#### WHAT YOU WILL DO
Pick every line out of the entries below that holds the string "overwrite", and report them.

(DATA EXCERPTS begins)

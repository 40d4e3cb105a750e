use std::{
    path::{Path, PathBuf},
    time::Duration,
};

use clap::{CommandFactory, Parser, Subcommand};
use clap_complete::Shell;
use colored::Colorize;
use indicatif::{ProgressBar, ProgressStyle};
use serde_json::json;
use slidereel::{
    ArtifactProbe, CanvasPolicy, FfmpegLogLevel, FitPolicy, ImageSet, Mode, Pipeline,
    PipelineState, RenderEvent, RenderOptions, RenderRequest, Stage, VideoEncoderOptions,
};

const CLI_AFTER_HELP: &str = "Examples:\n  slidereel render a.jpg b.jpg c.jpg --out slideshow.mp4 --seconds 2\n  slidereel render --dir photos --mode shorts --audio song.mp3 --out short.mp4\n  slidereel probe short.mp4 --json\n  slidereel completions zsh > _slidereel";

#[derive(Debug, Parser)]
#[command(
    name = "slidereel",
    version,
    about = "Turn a set of still images into an MP4 slideshow",
    after_help = CLI_AFTER_HELP
)]
struct Cli {
    #[command(flatten)]
    global: GlobalOptions,

    #[command(subcommand)]
    command: Commands,
}

#[derive(Debug, Parser, Clone, Default)]
struct GlobalOptions {
    /// Show additional output.
    #[arg(long, global = true)]
    verbose: bool,

    /// Allow overwriting existing output files.
    #[arg(long, global = true)]
    overwrite: bool,

    /// FFmpeg log level (quiet, panic, fatal, error, warning, info, verbose, debug, trace).
    #[arg(long, global = true)]
    log_level: Option<String>,
}

#[derive(Debug, Subcommand)]
enum Commands {
    /// Render images into a video.
    #[command(
        about = "Render a slideshow",
        after_help = "Examples:\n  slidereel render 1.png 2.png --out out.mp4 --seconds 3 --fit blur\n  slidereel render --dir photos --mode shorts --canvas preset --out short.mp4"
    )]
    Render {
        /// Image files in display order (png, jpg, jpeg, bmp).
        images: Vec<PathBuf>,
        /// Output MP4 path.
        #[arg(long)]
        out: PathBuf,
        /// Also take every supported image in this directory, sorted by name.
        #[arg(long)]
        dir: Option<PathBuf>,
        /// Background audio (mp3, wav, aac, m4a, flac, ogg).
        #[arg(long)]
        audio: Option<PathBuf>,
        /// Timing mode: shorts | regular.
        #[arg(long, default_value = "regular")]
        mode: String,
        /// Seconds per image in regular mode.
        #[arg(long, default_value_t = 3.0)]
        seconds: f64,
        /// Canvas size: first | largest | preset | WIDTHxHEIGHT.
        #[arg(long, default_value = "first")]
        canvas: String,
        /// Fit policy: letterbox | blur | stretch.
        #[arg(long, default_value = "letterbox")]
        fit: String,
        /// Letterbox colour as RRGGBB hex.
        #[arg(long)]
        background: Option<String>,
        /// Output frame rate.
        #[arg(long)]
        fps: Option<u32>,
        /// Constant Rate Factor (0-51, lower is better).
        #[arg(long)]
        crf: Option<u32>,
        /// Encoder speed preset (ultrafast ... veryslow).
        #[arg(long)]
        preset: Option<String>,
    },

    /// Inspect a rendered video.
    #[command(
        about = "Print information about a rendered video",
        visible_alias = "info",
        after_help = "Examples:\n  slidereel probe out.mp4\n  slidereel probe out.mp4 --json"
    )]
    Probe {
        /// Video file to inspect.
        input: PathBuf,

        /// Output as machine-readable JSON.
        #[arg(long)]
        json: bool,
    },

    /// Generate shell completion scripts.
    #[command(about = "Generate shell completions")]
    Completions {
        #[arg(value_enum)]
        shell: Shell,
    },
}

fn parse_mode(value: &str, seconds: f64) -> Option<Mode> {
    match value.to_ascii_lowercase().as_str() {
        "shorts" | "short" => Some(Mode::Shorts),
        "regular" => Some(Mode::regular(seconds)),
        _ => None,
    }
}

fn parse_canvas(value: &str) -> Option<CanvasPolicy> {
    match value.to_ascii_lowercase().as_str() {
        "first" => Some(CanvasPolicy::FirstImage),
        "largest" => Some(CanvasPolicy::LargestImage),
        "preset" => Some(CanvasPolicy::ModePreset),
        other => {
            let (width, height) = other.split_once('x')?;
            let width = width.trim().parse::<u32>().ok().filter(|w| *w > 0)?;
            let height = height.trim().parse::<u32>().ok().filter(|h| *h > 0)?;
            Some(CanvasPolicy::Fixed { width, height })
        }
    }
}

fn parse_fit(value: &str) -> Option<FitPolicy> {
    match value.to_ascii_lowercase().as_str() {
        "letterbox" | "pad" => Some(FitPolicy::Letterbox),
        "blur" | "blurred" => Some(FitPolicy::BlurredBackground),
        "stretch" => Some(FitPolicy::Stretch),
        _ => None,
    }
}

fn parse_color(value: &str) -> Option<[u8; 3]> {
    let hex = value.trim().trim_start_matches('#');
    if hex.len() != 6 || !hex.is_ascii() {
        return None;
    }
    let channel = |range: std::ops::Range<usize>| u8::from_str_radix(&hex[range], 16).ok();
    Some([channel(0..2)?, channel(2..4)?, channel(4..6)?])
}

fn ensure_writable_path(path: &Path, overwrite: bool) -> Result<(), Box<dyn std::error::Error>> {
    if path.exists() {
        if overwrite {
            eprintln!(
                "{} {}",
                "warning:".yellow().bold(),
                format!("overwriting {}", path.display()).yellow()
            );
        } else {
            return Err(format!(
                "output already exists: {} (use --overwrite to replace)",
                path.display()
            )
            .into());
        }
    }
    Ok(())
}

fn apply_global_options(global: &GlobalOptions) -> Result<(), Box<dyn std::error::Error>> {
    if let Some(level) = &global.log_level {
        let parsed = level
            .parse::<FfmpegLogLevel>()
            .map_err(|_| format!("unsupported --log-level: {level}"))?;
        slidereel::set_ffmpeg_log_level(parsed);
    }
    Ok(())
}

fn format_duration(duration: Duration) -> String {
    let total = duration.as_secs_f64();
    let minutes = (total / 60.0).floor() as u64;
    let seconds = total - (minutes as f64 * 60.0);
    format!("{minutes}:{seconds:06.3}")
}

fn run() -> Result<(), Box<dyn std::error::Error>> {
    let cli = Cli::parse();
    apply_global_options(&cli.global)?;

    match cli.command {
        Commands::Render {
            images,
            out,
            dir,
            audio,
            mode,
            seconds,
            canvas,
            fit,
            background,
            fps,
            crf,
            preset,
        } => {
            ensure_writable_path(&out, cli.global.overwrite)?;

            let mode = parse_mode(&mode, seconds).ok_or(format!("unsupported --mode: {mode}"))?;
            let canvas =
                parse_canvas(&canvas).ok_or(format!("unsupported --canvas: {canvas}"))?;
            let fit = parse_fit(&fit).ok_or(format!("unsupported --fit: {fit}"))?;

            let mut paths = Vec::new();
            if let Some(dir) = &dir {
                let set = ImageSet::from_directory(dir)?;
                paths.extend(set.sources().iter().map(|source| source.path().to_path_buf()));
            }
            paths.extend(images);

            let mut encoder = VideoEncoderOptions::default();
            if let Some(crf) = crf {
                encoder = encoder.crf(crf);
            }
            if let Some(preset) = preset {
                encoder = encoder.preset(preset);
            }
            let mut options = RenderOptions::new()
                .with_encoder_options(encoder)
                .with_canvas_policy(canvas)
                .with_fit_policy(fit);
            if let Some(fps) = fps {
                options = options.with_frame_rate(fps);
            }
            if let Some(background) = &background {
                let rgb = parse_color(background)
                    .ok_or(format!("unsupported --background: {background}"))?;
                options = options.with_background(rgb);
            }

            let mut request = RenderRequest::new(paths, mode, &out);
            if let Some(audio) = audio {
                request = request.with_audio(audio);
            }

            if cli.global.verbose {
                eprintln!(
                    "rendering {} image(s), {mode}, to {}",
                    request.images.len(),
                    out.display()
                );
            }

            let progress_bar = ProgressBar::new(request.images.len() as u64);
            let style = ProgressStyle::with_template(
                "{spinner:.green} {bar:40.cyan/blue} {pos}/{len} {msg}",
            )?;
            progress_bar.set_style(style.progress_chars("##-"));

            let handle = Pipeline::spawn(request, options)?;
            for event in handle.events() {
                match event {
                    RenderEvent::State(state) => {
                        progress_bar.set_message(state.to_string());
                        if cli.global.verbose {
                            progress_bar.println(format!("{} {state}", "stage".cyan().bold()));
                        }
                    }
                    RenderEvent::Progress(info) if info.stage == Stage::Encoding => {
                        progress_bar.set_length(info.total);
                        progress_bar.set_position(info.completed);
                    }
                    RenderEvent::Progress(_) => {}
                }
            }

            let result = handle.wait();
            match &result {
                Ok(_) => progress_bar.finish_with_message(PipelineState::Done.to_string()),
                Err(_) => progress_bar.abandon_with_message(PipelineState::Failed.to_string()),
            }
            let output = result?;

            if output.images_dropped > 0 {
                eprintln!(
                    "{} {}",
                    "warning:".yellow().bold(),
                    format!(
                        "{} image(s) past the Shorts limit were left out",
                        output.images_dropped
                    )
                    .yellow()
                );
            }
            println!(
                "{} {}",
                "success:".green().bold(),
                format!(
                    "Rendered {} image(s) to {} ({}, {}{})",
                    output.images_rendered,
                    output.path.display(),
                    format_duration(output.duration),
                    output.canvas,
                    if output.has_audio { ", with audio" } else { "" },
                )
                .green()
            );
        }
        Commands::Probe { input, json } => {
            let info = ArtifactProbe::probe(&input)?;
            if json {
                let payload = json!({
                    "path": info.path.display().to_string(),
                    "format": info.format,
                    "duration_seconds": info.container_duration.as_secs_f64(),
                    "video": {
                        "width": info.width,
                        "height": info.height,
                        "fps": info.frame_rate,
                        "frames": info.video_packets,
                        "duration_seconds": info.video_duration.as_secs_f64(),
                        "codec": info.video_codec,
                    },
                    "audio": info.audio.as_ref().map(|audio| json!({
                        "sample_rate": audio.sample_rate,
                        "channels": audio.channels,
                        "codec": audio.codec,
                        "duration_seconds": audio.duration.as_secs_f64(),
                    })),
                });
                println!("{}", serde_json::to_string_pretty(&payload)?);
            } else {
                println!("Format: {}", info.format);
                println!("Duration: {}", format_duration(info.container_duration));
                println!(
                    "Video: {}x{} @ {:.2} fps, {} frames [{}]",
                    info.width, info.height, info.frame_rate, info.video_packets, info.video_codec,
                );
                match &info.audio {
                    Some(audio) => println!(
                        "Audio: {} Hz, {} ch, {} [{}]",
                        audio.sample_rate,
                        audio.channels,
                        format_duration(audio.duration),
                        audio.codec,
                    ),
                    None => println!("Audio: none"),
                }
            }
        }
        Commands::Completions { shell } => {
            let mut command = Cli::command();
            clap_complete::generate(shell, &mut command, "slidereel", &mut std::io::stdout());
        }
    }

    Ok(())
}

fn main() {
    if let Err(error) = run() {
        eprintln!("error: {error}");
        std::process::exit(1);
    }
}

#[cfg(test)]
mod tests {
    use std::time::Duration;

    use super::{format_duration, parse_canvas, parse_color, parse_fit, parse_mode};
    use slidereel::{CanvasPolicy, FitPolicy, Mode};

    #[test]
    fn parse_mode_aliases() {
        assert_eq!(parse_mode("shorts", 5.0), Some(Mode::Shorts));
        assert_eq!(parse_mode("Short", 5.0), Some(Mode::Shorts));
        assert_eq!(parse_mode("regular", 2.5), Some(Mode::regular(2.5)));
        assert!(parse_mode("long", 1.0).is_none());
    }

    #[test]
    fn parse_canvas_forms() {
        assert_eq!(parse_canvas("first"), Some(CanvasPolicy::FirstImage));
        assert_eq!(parse_canvas("LARGEST"), Some(CanvasPolicy::LargestImage));
        assert_eq!(parse_canvas("preset"), Some(CanvasPolicy::ModePreset));
        assert_eq!(
            parse_canvas("1280x720"),
            Some(CanvasPolicy::Fixed {
                width: 1280,
                height: 720
            })
        );
        assert!(parse_canvas("0x720").is_none());
        assert!(parse_canvas("wide").is_none());
    }

    #[test]
    fn parse_fit_aliases() {
        assert_eq!(parse_fit("letterbox"), Some(FitPolicy::Letterbox));
        assert_eq!(parse_fit("blur"), Some(FitPolicy::BlurredBackground));
        assert_eq!(parse_fit("stretch"), Some(FitPolicy::Stretch));
        assert!(parse_fit("crop").is_none());
    }

    #[test]
    fn parse_color_hex() {
        assert_eq!(parse_color("#ff8000"), Some([255, 128, 0]));
        assert_eq!(parse_color("000000"), Some([0, 0, 0]));
        assert!(parse_color("fff").is_none());
        assert!(parse_color("gg0000").is_none());
    }

    #[test]
    fn format_duration_minutes_and_seconds() {
        assert_eq!(format_duration(Duration::from_secs(60)), "1:00.000");
        assert_eq!(format_duration(Duration::from_millis(6_500)), "0:06.500");
    }
}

(DATA EXCERPTS ends)

#### REPLY
    overwrite: bool,
fn ensure_writable_path(path: &Path, overwrite: bool) -> Result<(), Box<dyn std::error::Error>> {
        if overwrite {
                "output already exists: {} (use --overwrite to replace)",
            ensure_writable_path(&out, cli.global.overwrite)?;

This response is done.